(Collected data)
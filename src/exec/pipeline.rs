// src/exec/pipeline.rs

use std::path::{Path, PathBuf};
use std::process::Stdio;

use tokio::io::{AsyncBufReadExt, BufReader};
use tokio::process::Command;
use tracing::{debug, error, info};

/// The external assembly pipeline executable and its fixed auxiliary
/// resource path.
///
/// The pipeline is invoked with two positional arguments: the reference
/// path, then the staged run directory.
#[derive(Debug, Clone)]
pub struct PipelineCommand {
    program: PathBuf,
    reference: PathBuf,
}

/// Result of one pipeline invocation.
///
/// The exit status is advisory only: finalize's own result-file check is the
/// authoritative success signal, so none of these variants stops the loop.
#[derive(Debug, Clone, PartialEq, Eq)]
pub enum PipelineOutcome {
    Success,
    Failed(i32),
    LaunchFailed(String),
}

impl PipelineCommand {
    pub fn new(program: impl Into<PathBuf>, reference: impl Into<PathBuf>) -> Self {
        Self {
            program: program.into(),
            reference: reference.into(),
        }
    }

    /// Run the pipeline against a staged run directory, blocking until the
    /// process exits.
    ///
    /// All failure modes are logged and folded into the returned outcome;
    /// nothing propagates past this boundary.
    pub async fn run(&self, staged_dir: &Path) -> PipelineOutcome {
        info!(
            "starting assembly pipeline {:?} on {:?}",
            self.program, staged_dir
        );

        let mut cmd = Command::new(&self.program);
        cmd.arg(&self.reference)
            .arg(staged_dir)
            .stdout(Stdio::piped())
            .stderr(Stdio::piped())
            .kill_on_drop(true);

        let mut child = match cmd.spawn() {
            Ok(child) => child,
            Err(err) => {
                error!("failed to launch pipeline {:?}: {err}", self.program);
                return PipelineOutcome::LaunchFailed(err.to_string());
            }
        };

        // Drain both streams so the child never blocks on a full pipe.
        if let Some(stdout) = child.stdout.take() {
            tokio::spawn(async move {
                let reader = BufReader::new(stdout);
                let mut lines = reader.lines();
                while let Ok(Some(line)) = lines.next_line().await {
                    debug!("pipeline stdout: {line}");
                }
            });
        }
        if let Some(stderr) = child.stderr.take() {
            tokio::spawn(async move {
                let reader = BufReader::new(stderr);
                let mut lines = reader.lines();
                while let Ok(Some(line)) = lines.next_line().await {
                    debug!("pipeline stderr: {line}");
                }
            });
        }

        let status = match child.wait().await {
            Ok(status) => status,
            Err(err) => {
                error!("failed waiting for pipeline process: {err}");
                return PipelineOutcome::LaunchFailed(err.to_string());
            }
        };

        let code = status.code().unwrap_or(-1);
        if status.success() {
            info!("pipeline finished successfully on {:?}", staged_dir);
            PipelineOutcome::Success
        } else {
            error!(
                "pipeline exited with code {code} on {:?} (continuing to finalize)",
                staged_dir
            );
            PipelineOutcome::Failed(code)
        }
    }
}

Instructions to follow: Once more, write out the records above, exactly as they stand.

Answer for this exercise:
filename src/exec/pipeline.rs
// src/exec/pipeline.rs

use std::path::{Path, PathBuf};
use std::process::Stdio;

use tokio::io::{AsyncBufReadExt, BufReader};
use tokio::process::Command;
use tracing::{debug, error, info};

/// The external assembly pipeline executable and its fixed auxiliary
/// resource path.
///
/// The pipeline is invoked with two positional arguments: the reference
/// path, then the staged run directory.
#[derive(Debug, Clone)]
pub struct PipelineCommand {
    program: PathBuf,
    reference: PathBuf,
}

/// Result of one pipeline invocation.
///
/// The exit status is advisory only: finalize's own result-file check is the
/// authoritative success signal, so none of these variants stops the loop.
#[derive(Debug, Clone, PartialEq, Eq)]
pub enum PipelineOutcome {
    Success,
    Failed(i32),
    LaunchFailed(String),
}

impl PipelineCommand {
    pub fn new(program: impl Into<PathBuf>, reference: impl Into<PathBuf>) -> Self {
        Self {
            program: program.into(),
            reference: reference.into(),
        }
    }

    /// Run the pipeline against a staged run directory, blocking until the
    /// process exits.
    ///
    /// All failure modes are logged and folded into the returned outcome;
    /// nothing propagates past this boundary.
    pub async fn run(&self, staged_dir: &Path) -> PipelineOutcome {
        info!(
            "starting assembly pipeline {:?} on {:?}",
            self.program, staged_dir
        );

        let mut cmd = Command::new(&self.program);
        cmd.arg(&self.reference)
            .arg(staged_dir)
            .stdout(Stdio::piped())
            .stderr(Stdio::piped())
            .kill_on_drop(true);

        let mut child = match cmd.spawn() {
            Ok(child) => child,
            Err(err) => {
                error!("failed to launch pipeline {:?}: {err}", self.program);
                return PipelineOutcome::LaunchFailed(err.to_string());
            }
        };

        // Drain both streams so the child never blocks on a full pipe.
        if let Some(stdout) = child.stdout.take() {
            tokio::spawn(async move {
                let reader = BufReader::new(stdout);
                let mut lines = reader.lines();
                while let Ok(Some(line)) = lines.next_line().await {
                    debug!("pipeline stdout: {line}");
                }
            });
        }
        if let Some(stderr) = child.stderr.take() {
            tokio::spawn(async move {
                let reader = BufReader::new(stderr);
                let mut lines = reader.lines();
                while let Ok(Some(line)) = lines.next_line().await {
                    debug!("pipeline stderr: {line}");
                }
            });
        }

        let status = match child.wait().await {
            Ok(status) => status,
            Err(err) => {
                error!("failed waiting for pipeline process: {err}");
                return PipelineOutcome::LaunchFailed(err.to_string());
            }
        };

        let code = status.code().unwrap_or(-1);
        if status.success() {
            info!("pipeline finished successfully on {:?}", staged_dir);
            PipelineOutcome::Success
        } else {
            error!(
                "pipeline exited with code {code} on {:?} (continuing to finalize)",
                staged_dir
            );
            PipelineOutcome::Failed(code)
        }
    }
}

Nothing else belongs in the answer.